Firstly, assuming you know the basics of C# project build, for instance create a new project in Visual Studio and save
it, you may find the following files:
*.cs
: C# source code.
*.csproj
: an XML file to describe the project, such as name, type, source code, references etc. This is consumed by
MSBuild program. We also call it project file.
*.sln
: solution file is mainly for Visual Studio IDE as a collection of project files. MSBuild can parse it during
the build, but in CoreXT it is not part of the build process.
When we run “Build Project” in Visual Studio IDE or run “msbuild” in the developer command prompt, MSBuild program will
read project files, such as csproj, and follow its instruction to compile the source code into OBJ files (often save
them in “obj” directory) and then link them to DLL or EXE files (often save them in “bin” directory).
Any non-trivial projects usually have some dependencies, or the references during the compile time (and load them
during the runtime). Some dependencies are part of the .NET framework, which we don’t need to worry about. The question
is how to manage the references (DLL files and other collaterals) with the projects. This is why we need package
management.
The most common package management in CoreXT, in fact the only one that I use, is NuGet. In public environment, many
NuGet packages (a.k.a. nupkg) are stored in nuget.org, Visual Studio can manage the download, install, upgrade work.
When we add a nupkg in a legacy project (we will come to the format later), we may notice the following:
- NuGet.config file is added optionally to describe where the NuGet server is, and where to save the packages locally.
- Packages.config file is added to list the package names and their versions.
- In csproj file, the reference may use a relative path to locate the DLL in the installed packages.
This works for a single, personal, project. Where the number of the project grows, or multiple developers share a source
repository this does not work because many packages.config file will be messy, and we cannot expect everyone store nupkg
in the same path. CoreXT solves the problem in this way:
-
Store all instances of NuGet.Config and Packages.config files in a central location, which is .corext/corext.config
.
This file lists the nupkg server locations, and list of nupkg names and versions used in the entire source repository.
-
When the dev environment is initialized by running init.cmd
, download all nupkgs to the directory specified by
environment variable NugetMachineInstallRoot (e.g. D:\CxCache), record their locations in PROPS file which is injected
into every CSPROJ. If there is a nupkg named “Microsoft.Azure.Network” version 1.2.3, the install location may be
D:\CxCache\Microsoft.Foo.Bah.1.2.3
, and a variable PkgMicrosoft_Azure_Network
will be defined in PROPS file and
point to the location on the local file system.
-
Argo program will scan all PROJ files and replace absolute/relative paths in “Reference” element with the variables
defined in the PROPS file. For instance, if we add a DLL refernece with path
D:\CxCache\Microsoft.Azure.Network.1.2.3\lib\net45\Abc.dll
, it will replace with the value
$(PkgMicrosoft_Azure_Network)\lib\net45\Abc.dll
.
-
Above approach solves the most problems for regular DLL references. For running commands outsides of MSBuild,
corext.config has a section to specify which nupkg paths will be defined in environment variables.

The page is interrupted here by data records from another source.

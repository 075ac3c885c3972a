//! Capture normalization.
//!
//! Ground-station software logs frames either as hex text, one frame per
//! line and optionally prefixed with `timestamp | metadata |`, or as a raw
//! KISS byte stream. Both become an ordered list of [`FrameRecord`]s.

use std::fmt;

use tracing::debug;

use crate::protocol::kiss;
use crate::protocol::{FrameRecord, RecordShape};

/// Detected capture encoding.
#[derive(Debug, Clone, Copy, PartialEq, Eq)]
pub enum InputFormat {
    /// UTF-8 text, one hex frame per line
    HexText,
    /// Binary KISS log
    Kiss,
}

impl fmt::Display for InputFormat {
    fn fmt(&self, f: &mut fmt::Formatter<'_>) -> fmt::Result {
        match self {
            InputFormat::HexText => write!(f, "hex text"),
            InputFormat::Kiss => write!(f, "KISS"),
        }
    }
}

/// Frame records of one capture, in capture order.
#[derive(Debug, Clone)]
pub struct NormalizedInput {
    pub format: InputFormat,
    pub records: Vec<FrameRecord>,
}

/// Normalize a capture.
///
/// Input that decodes as UTF-8 is read as hex text and only lines matching
/// `shape` are kept. Anything else is parsed as KISS, where every data
/// frame becomes a record regardless of shape.
pub fn normalize(input: &[u8], shape: &RecordShape) -> NormalizedInput {
    match std::str::from_utf8(input) {
        Ok(text) => NormalizedInput {
            format: InputFormat::HexText,
            records: parse_hex_text(text, shape),
        },
        Err(e) => {
            debug!(error = %e, "Input is not text, parsing as KISS");
            NormalizedInput {
                format: InputFormat::Kiss,
                records: parse_kiss(input),
            }
        }
    }
}

/// Hex-per-line text.
pub fn parse_hex_text(text: &str, shape: &RecordShape) -> Vec<FrameRecord> {
    text.lines()
        .filter_map(|line| {
            let cleaned: String = line.chars().filter(|c| !c.is_whitespace()).collect();
            // Loggers put timestamps and metadata before the last '|'
            let digits = cleaned.rsplit('|').next().unwrap_or_default();
            let record = FrameRecord::new(digits);
            shape.accepts(&record).then_some(record)
        })
        .collect()
}

/// Binary KISS log.
pub fn parse_kiss(stream: &[u8]) -> Vec<FrameRecord> {
    kiss::data_frames(stream)
        .iter()
        .map(|frame| FrameRecord::from_bytes(frame))
        .collect()
}
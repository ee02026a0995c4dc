//! Thread synchronization.
//!
//! Four blocking primitives built on the scheduler: counting semaphores,
//! locks with priority donation, condition variables, and rendezvous ports.
//! Atomicity inside each primitive comes from the kernel's single-runner
//! guarantee plus a short spin-locked section; blocking always goes through
//! `Semaphore`, so the scheduler sees one kind of sleep.

mod condition;
mod lock;
mod port;
mod semaphore;
mod spinlock;

pub use self::condition::Condition;
pub use self::lock::Lock;
pub use self::port::Port;
pub use self::semaphore::Semaphore;
pub use self::spinlock::{Spinlock, SpinlockGuard};
//! Raw console device.
//!
//! Like the disk, the console is callback-driven: feeding a byte of input
//! fires the char-available callback, and putting a byte fires write-done
//! once the byte reaches the output sink. The synchronous console built on
//! top converts these into semaphore waits.

use std::collections::VecDeque;

use crate::synch::Spinlock;

pub struct Console {
    input: Spinlock<VecDeque<u8>>,
    output: Spinlock<Vec<u8>>,
}

impl Console {
    pub fn new() -> Self {
        Self {
            input: Spinlock::new("console input", VecDeque::new()),
            output: Spinlock::new("console output", Vec::new()),
        }
    }

    /// Queue one byte of input. `avail` is the char-available interrupt.
    pub fn feed(&self, byte: u8, avail: &dyn Fn()) {
        self.input.lock().push_back(byte);
        avail();
    }

    /// Take the byte announced by the last char-available interrupt.
    pub fn get_char(&self) -> u8 {
        self.input
            .lock()
            .pop_front()
            .expect("console read with no input pending")
    }

    /// Emit one byte. `done` is the write-done interrupt.
    pub fn put_char(&self, byte: u8, done: &dyn Fn()) {
        self.output.lock().push(byte);
        done();
    }

    /// Everything written so far.
    pub fn output(&self) -> Vec<u8> {
        self.output.lock().clone()
    }
}

impl Default for Console {
    fn default() -> Self {
        Self::new()
    }
}

#[cfg(test)]
mod tests {
    use core::cell::Cell;

    use super::*;

    #[test]
    fn input_fires_one_interrupt_per_byte() {
        let console = Console::new();
        let interrupts = Cell::new(0u32);
        for byte in b"ab" {
            console.feed(*byte, &|| interrupts.set(interrupts.get() + 1));
        }
        assert_eq!(interrupts.get(), 2);
        assert_eq!(console.get_char(), b'a');
        assert_eq!(console.get_char(), b'b');
    }

    #[test]
    fn output_accumulates_in_order() {
        let console = Console::new();
        for byte in b"out" {
            console.put_char(*byte, &|| {});
        }
        assert_eq!(console.output(), b"out");
    }
}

Unlike packages.config, corext.config is able to handle multiple versions. For instance, if some projects need to use
version 1.2.3 some use 2.3.4 of package Microsoft.Network.Abc, then we will write the following:
<package id="Microsoft.Network.Abc" version="1.2.3" />
<package id="Microsoft.Network.Abc" version="2.3.4" />
In PROPS file the following variables will be created:
PkgMicrosoft_Network_Abc
pointing to the highest version, i.e. 2.3.4.
PkgMicrosoft_Network_Abc_2
pointing to the highest version 2, i.e. 2.3.4.
PkgMicrosoft_Network_Abc_2_3
, similarly to 2.3.4.
PkgMicrosoft_Network_Abc_2_3_4
to 2.3.4.
PkgMicrosoft_Network_Abc_1
to 1.2.3.
PkgMicrosoft_Network_Abc_1_2
to 1.2.3.
PkgMicrosoft_Network_Abc_1_2_3
to 1.2.3.
If a project wants to references the highest version always, it will use PkgMicrosoft_Network_Abc
. If the project
wants to lock on version 1 instead, it will use PkgMicrosoft_Network_Abc_1
instead.
With the above basic principle in mind, now let us address a few questions.
Q: What’s the need for packages.config in CoreXT?
Packages.config files should be merged into corext.config, they should not exist. But if they do, CoreXT will install
the packages listed there, just like another copy of corext.config.
Q: What about app.config?
This is unrelated to package management. In the build process, this file will be copied to the output path and renamed
to the actual assembly name. For instance, if “AssemblyName” in CSPROJ is Microsoft.Azure.Network.MyExe and the
project type is executable, app.config will become “Microsoft.Azure.Network.MyExe.exe.config”.
Q: What is the difference between CSPROJ and PROJ?
Both are MSBuild project files with the same schema. People usually rely on the file extension to tell what the
project is for, for instance CSPROJ for C# projects, VBPROJ for Visual Basic projects, SFPROJ for Service Fabric
projects, NUPROJ for NuGet projects, etc. Sometimes people run out of ideas, or manually write project files, then
they just call it PROJ.
Q: Is it a good idea to share same corext.config among multiple projects?
Of course. In fact, all projects in the source repository share a single corext.config. Keep in mind the intention of
corext.config is to aggregate multiple packages.config.
Q: Then how to handle the case where my project wants to use a different version?
See above explanation.
Q: This seems like a mess, any simpler way to not deal with corext.config?
Many source repositories have started to migrate from CoreXT to retail MSBuild with package reference. If you can find
“Packages.props” file in the top directory and see “MSBuild.Bridge.CoreXT” in corext.config, it probably means both
legacy and modern SDK-style projects are supported. In the latter, no CoreXT is involved. You may read Introducing
Central Package Management for some
ideas. If you need more practical knowledge, ping me offline.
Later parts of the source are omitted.